Beuth erläuterte dazu am Freitag, dass es Absprachen zwischen den Anmeldern und der Polizei gegeben habe, wonach Tücher nur bis zur Unterlippe hochgezogen werden dürften. Das habe man dem aus rund 1.000 Menschen bestehenden »schwarzen Block« kommuniziert, worauf die Demonstranten ihre Gesichter kenntlich gemacht hätten. Weiter hinten im Zug soll es jedoch einige hundert Personen gegeben haben, die der Aufforderung nicht sofort gefolgt seien. Ohne weitere Vorwarnung habe die Polizei daraufhin begonnen, in die Demonstrationsspitze zu prügeln, »in genau die Leute also, die die Vermummung abgelegt hatten«, wie Beuth sagte. Er zeigte sich auch am Freitag noch schockiert über den »Hass in den Gesichtern« der Beamten. Das Vorgehen habe zudem auch bei Unbeteiligten Panik ausgelöst, da sie keine Fluchtmöglichkeit gesehen hätten. Tatsächlich ist die Hafenstraße an dieser Stelle beidseitig von Mauern umgeben, die kaum zu überklettern sind. Zudem rückte die Polizei nicht nur von vorne gegen die Menge vor, auch im Rücken der Demonstranten zogen, vom Fischmarkt her kommend, Wasserwerfer auf.
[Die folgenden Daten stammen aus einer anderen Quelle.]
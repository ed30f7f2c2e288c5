//! Building blocks for [`ValidateFields`](crate::ValidateFields) implementations.
//!
//! ```ignore
//! let mut errors = FieldErrors::new();
//! errors
//!     .check("name", !rules::is_blank(name), "must not be null or empty")
//!     .check("email", email.map_or(true, rules::is_email), "invalid email");
//! errors.into_vec()
//! ```

use crate::errors::FieldError;

/// Ordered collector of failed field rules.
#[derive(Debug, Default)]
pub struct FieldErrors(Vec<FieldError>);

impl FieldErrors {
    pub fn new() -> Self {
        Self::default()
    }

    /// Record `message` against `field` unless `passed` holds.
    pub fn check(&mut self, field: &str, passed: bool, message: &str) -> &mut Self {
        if !passed {
            self.0.push(FieldError::new(field, message));
        }
        self
    }

    pub fn into_vec(self) -> Vec<FieldError> {
        self.0
    }
}

pub mod rules {
    use validator::ValidateEmail;

    /// Missing, empty, or whitespace only.
    pub fn is_blank(value: Option<&str>) -> bool {
        value.is_none_or(|v| v.trim().is_empty())
    }

    /// Length in characters (not bytes) within `min..=max`.
    pub fn char_len_between(value: &str, min: usize, max: usize) -> bool {
        (min..=max).contains(&value.chars().count())
    }

    /// No leading or trailing whitespace.
    pub fn is_trimmed(value: &str) -> bool {
        value.trim() == value
    }

    /// Syntactically valid email address.
    pub fn is_email(value: &str) -> bool {
        value.validate_email()
    }
}
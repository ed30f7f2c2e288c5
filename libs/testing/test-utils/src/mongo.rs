//! MongoDB test infrastructure
//!
//! Provides a `TestMongo` helper that starts a MongoDB container for testing.

use mongodb::{Client, Database};
use testcontainers::runners::AsyncRunner;
use testcontainers::{ContainerAsync, ImageExt};
use testcontainers_modules::mongo::Mongo;

/// Test MongoDB wrapper that ensures proper cleanup
///
/// The container is stopped and removed when this struct is dropped.
///
/// # Example
///
/// ```no_run
/// use test_utils::TestMongo;
///
/// # async fn example() {
/// let mongo = TestMongo::new().await;
/// let db = mongo.database("users_test");
/// let names = db.list_collection_names().await.unwrap();
/// assert!(names.is_empty());
/// # }
/// ```
pub struct TestMongo {
    #[allow(dead_code)]
    container: ContainerAsync<Mongo>,
    client: Client,
}

impl TestMongo {
    /// Start a MongoDB 7 container and connect to it.
    pub async fn new() -> Self {
        let container = Mongo::default()
            .with_tag("7.0")
            .start()
            .await
            .expect("Failed to start MongoDB container");

        let host_port = container
            .get_host_port_ipv4(27017)
            .await
            .expect("Failed to get MongoDB port");

        let connection_string = format!("mongodb://127.0.0.1:{}", host_port);

        let client = Client::with_uri_str(&connection_string)
            .await
            .expect("Failed to create MongoDB client");

        tracing::info!(port = host_port, "Test MongoDB ready (mongo 7.0)");

        Self { container, client }
    }

    pub fn database(&self, name: &str) -> Database {
        self.client.database(name)
    }
}
//! Custom extractors for Axum handlers.

pub mod id_path;
pub mod validated_json;

pub use id_path::IdPath;
pub use validated_json::{ValidateFields, ValidatedJson};
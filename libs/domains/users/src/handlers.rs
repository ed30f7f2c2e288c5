use axum::{
    Json, Router,
    extract::{OriginalUri, State},
    http::StatusCode,
    routing::get,
};
use axum_helpers::{
    ApiError, IdPath, ResultExt, ValidatedJson,
    errors::responses::{
        BadRequestResponse, BadRequestValidationResponse, InternalServerErrorResponse,
        NotFoundResponse,
    },
};
use futures::TryStreamExt;
use std::sync::Arc;
use utoipa::OpenApi;

use crate::mapper;
use crate::models::{UserRequest, UserResponse};
use crate::repository::UserRepository;
use crate::service::UserService;

/// OpenAPI documentation for Users API
#[derive(OpenApi)]
#[openapi(
    paths(save, find_all, find_by_id, update, delete),
    components(
        schemas(UserRequest, UserResponse),
        responses(
            NotFoundResponse,
            BadRequestResponse,
            BadRequestValidationResponse,
            InternalServerErrorResponse
        )
    ),
    tags(
        (name = "Users", description = "User management endpoints (MongoDB)")
    )
)]
pub struct ApiDoc;

/// Users router. Mount it under `/users`:
///
/// | Verb | Path | |
/// |---|---|---|
/// | POST | `/` | 201, empty body |
/// | GET | `/` | 200, array |
/// | GET | `/{id}` | 200 or 404 |
/// | PATCH | `/{id}` | 200, updated user |
/// | DELETE | `/{id}` | 200, empty body |
pub fn router<R: UserRepository + 'static>(service: UserService<R>) -> Router {
    let shared_service = Arc::new(service);

    Router::new()
        .route("/", get(find_all).post(save))
        .route("/{id}", get(find_by_id).patch(update).delete(delete))
        .with_state(shared_service)
}

/// Create a user
#[utoipa::path(
    post,
    path = "",
    tag = "Users",
    request_body = UserRequest,
    responses(
        (status = 201, description = "User created"),
        (status = 400, response = BadRequestValidationResponse),
        (status = 500, response = InternalServerErrorResponse)
    )
)]
async fn save<R: UserRepository>(
    State(service): State<Arc<UserService<R>>>,
    OriginalUri(uri): OriginalUri,
    ValidatedJson(request): ValidatedJson<UserRequest>,
) -> Result<StatusCode, ApiError> {
    service.save(request).await.at_path(uri.path())?;
    Ok(StatusCode::CREATED)
}

/// List all users
#[utoipa::path(
    get,
    path = "",
    tag = "Users",
    responses(
        (status = 200, description = "All users", body = Vec<UserResponse>),
        (status = 500, response = InternalServerErrorResponse)
    )
)]
async fn find_all<R: UserRepository>(
    State(service): State<Arc<UserService<R>>>,
    OriginalUri(uri): OriginalUri,
) -> Result<Json<Vec<UserResponse>>, ApiError> {
    let users: Vec<UserResponse> = service
        .find_all()
        .map_ok(|user| mapper::to_response(&user))
        .try_collect()
        .await
        .at_path(uri.path())?;
    Ok(Json(users))
}

/// Get a user by ID
#[utoipa::path(
    get,
    path = "/{id}",
    tag = "Users",
    params(
        ("id" = String, Path, description = "User ID")
    ),
    responses(
        (status = 200, description = "User found", body = UserResponse),
        (status = 404, response = NotFoundResponse),
        (status = 500, response = InternalServerErrorResponse)
    )
)]
async fn find_by_id<R: UserRepository>(
    State(service): State<Arc<UserService<R>>>,
    OriginalUri(uri): OriginalUri,
    IdPath(id): IdPath,
) -> Result<Json<UserResponse>, ApiError> {
    let user = service.find_by_id(&id).await.at_path(uri.path())?;
    Ok(Json(mapper::to_response(&user)))
}

/// Update a user
#[utoipa::path(
    patch,
    path = "/{id}",
    tag = "Users",
    params(
        ("id" = String, Path, description = "User ID")
    ),
    request_body = UserRequest,
    responses(
        (status = 200, description = "User updated", body = UserResponse),
        (status = 400, response = BadRequestValidationResponse),
        (status = 404, response = NotFoundResponse),
        (status = 500, response = InternalServerErrorResponse)
    )
)]
async fn update<R: UserRepository>(
    State(service): State<Arc<UserService<R>>>,
    OriginalUri(uri): OriginalUri,
    IdPath(id): IdPath,
    ValidatedJson(request): ValidatedJson<UserRequest>,
) -> Result<Json<UserResponse>, ApiError> {
    let user = service.update(&id, request).await.at_path(uri.path())?;
    Ok(Json(mapper::to_response(&user)))
}

/// Delete a user
#[utoipa::path(
    delete,
    path = "/{id}",
    tag = "Users",
    params(
        ("id" = String, Path, description = "User ID")
    ),
    responses(
        (status = 200, description = "User deleted"),
        (status = 404, response = NotFoundResponse),
        (status = 500, response = InternalServerErrorResponse)
    )
)]
async fn delete<R: UserRepository>(
    State(service): State<Arc<UserService<R>>>,
    OriginalUri(uri): OriginalUri,
    IdPath(id): IdPath,
) -> Result<StatusCode, ApiError> {
    service.delete(&id).await.at_path(uri.path())?;
    Ok(StatusCode::OK)
}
Aus den Häusern und von den Seiten beobachteten Tausende Schaulustige und Anwohner die Ereignisse auf der Straße. Obwohl viele offenkundig die Sensationslust zum Kommen bewogen hatte, breitete sich auch unter den Zuschauern schnell Entsetzen und Empörung über das Vorgehen der Beamten aus. Manche begannen selbst die Polizei zu beschimpfen. Vereinzelt flogen auch Flaschen oder Steine auf die prügelnden Beamten. Diese machten daraufhin mit Stoßtrupps Jagd auf einzelne Personen und attackierten auch vollkommen unbeteiligte Menschen. So geriet ein junges Pärchen auf einer Treppe in eine Gruppe behelmter Polizisten. Als es darum bat, vorbeigelassen zu werden, schlug ein Beamter der jungen, schmächtigen Frau mit der Faust mitten in das Gesicht. Für die Proteste der Umstehenden hatte der Ordnungshüter nur höhnische Kommentare übrig.

Immer wieder waren Sanitäter zu sehen, die sich um Verletzte kümmern mussten. Mehrere Menschen wurden auf Tragen abtransportiert, einige wurden direkt vor Ort an den Tropf angeschlossen. Auch Journalisten wurden von den Polizisten verletzt.

Es gelang der Polizei schließlich, den »schwarzen Block« zu zerschlagen – doch die Demonstration blieb standhaft. Als sich die Wasserwerfer und Polizeiketten langsam zurückzogen, rückten sofort die Menschen nach und formierten einen neuen Zug. Es war nun eine bunte Menge, und offenkundig waren viele hinzugekommen, die sich die Ereignisse zunächst nur vom Rand aus hatten ansehen wollen. Ihr Weg voran endete zunächst jedoch erneut nach wenigen hundert Metern, denn an den Landungsbrücken versperrten Hundertschaften der Polizei wieder den Weg. Nach längeren Verhandlungen konnte jedoch eine Route durch St. Pauli durchgesetzt werden. »Die Leute auf der Straße haben sich ihre Demonstration erkämpft«, erklärte Beuth. Die Teilnehmerzahl an dem spontanen zweiten Marsch bezifferte er auf 20.000 Menschen. Er konnte über die Reeperbahn bis zur Sternbrücke ziehen, doch dort wurde er erneut mit Wasserwerfern und Pfefferspray attackiert.

Hamburgs Innensenator Andy Grote sprach am Freitag auf einer Pressekonferenz von »hoher krimineller Energie« und einem »erschreckenden Gewaltpotential«. Er hat recht: So kann man das Vorgehen der Staatsmacht beschreiben.